(Beginning of INPUT FOR THIS TASK)

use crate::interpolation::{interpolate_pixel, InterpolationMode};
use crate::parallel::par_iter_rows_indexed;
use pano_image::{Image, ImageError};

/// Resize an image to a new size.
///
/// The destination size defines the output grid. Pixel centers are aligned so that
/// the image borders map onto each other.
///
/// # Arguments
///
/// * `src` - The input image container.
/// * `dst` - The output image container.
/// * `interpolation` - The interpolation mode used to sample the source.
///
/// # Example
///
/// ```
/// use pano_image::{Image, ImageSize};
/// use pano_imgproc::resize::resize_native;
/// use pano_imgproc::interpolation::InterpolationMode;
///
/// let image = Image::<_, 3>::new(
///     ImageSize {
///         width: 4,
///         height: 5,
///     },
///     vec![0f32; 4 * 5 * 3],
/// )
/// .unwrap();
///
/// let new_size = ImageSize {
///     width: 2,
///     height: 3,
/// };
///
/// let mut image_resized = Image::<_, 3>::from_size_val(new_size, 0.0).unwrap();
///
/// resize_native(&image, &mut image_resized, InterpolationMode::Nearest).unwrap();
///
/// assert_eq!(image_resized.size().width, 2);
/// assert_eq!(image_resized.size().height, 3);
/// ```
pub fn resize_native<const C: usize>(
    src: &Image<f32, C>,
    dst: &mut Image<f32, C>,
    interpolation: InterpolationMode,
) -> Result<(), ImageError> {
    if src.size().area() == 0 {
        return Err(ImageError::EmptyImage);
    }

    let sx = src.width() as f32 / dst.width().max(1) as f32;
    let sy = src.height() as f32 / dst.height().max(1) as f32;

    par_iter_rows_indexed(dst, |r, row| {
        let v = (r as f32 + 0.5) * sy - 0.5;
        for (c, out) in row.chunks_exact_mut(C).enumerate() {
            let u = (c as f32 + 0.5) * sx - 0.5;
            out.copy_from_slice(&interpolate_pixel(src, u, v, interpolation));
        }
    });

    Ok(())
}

(End of INPUT FOR THIS TASK)

DESCRIPTION OF THE TASK: The task requires each record above to be restated exactly.

FINISHED TASK:
use crate::interpolation::{interpolate_pixel, InterpolationMode};
use crate::parallel::par_iter_rows_indexed;
use pano_image::{Image, ImageError};

/// Resize an image to a new size.
///
/// The destination size defines the output grid. Pixel centers are aligned so that
/// the image borders map onto each other.
///
/// # Arguments
///
/// * `src` - The input image container.
/// * `dst` - The output image container.
/// * `interpolation` - The interpolation mode used to sample the source.
///
/// # Example
///
/// ```
/// use pano_image::{Image, ImageSize};
/// use pano_imgproc::resize::resize_native;
/// use pano_imgproc::interpolation::InterpolationMode;
///
/// let image = Image::<_, 3>::new(
///     ImageSize {
///         width: 4,
///         height: 5,
///     },
///     vec![0f32; 4 * 5 * 3],
/// )
/// .unwrap();
///
/// let new_size = ImageSize {
///     width: 2,
///     height: 3,
/// };
///
/// let mut image_resized = Image::<_, 3>::from_size_val(new_size, 0.0).unwrap();
///
/// resize_native(&image, &mut image_resized, InterpolationMode::Nearest).unwrap();
///
/// assert_eq!(image_resized.size().width, 2);
/// assert_eq!(image_resized.size().height, 3);
/// ```
pub fn resize_native<const C: usize>(
    src: &Image<f32, C>,
    dst: &mut Image<f32, C>,
    interpolation: InterpolationMode,
) -> Result<(), ImageError> {
    if src.size().area() == 0 {
        return Err(ImageError::EmptyImage);
    }

    let sx = src.width() as f32 / dst.width().max(1) as f32;
    let sy = src.height() as f32 / dst.height().max(1) as f32;

    par_iter_rows_indexed(dst, |r, row| {
        let v = (r as f32 + 0.5) * sy - 0.5;
        for (c, out) in row.chunks_exact_mut(C).enumerate() {
            let u = (c as f32 + 0.5) * sx - 0.5;
            out.copy_from_slice(&interpolate_pixel(src, u, v, interpolation));
        }
    });

    Ok(())
}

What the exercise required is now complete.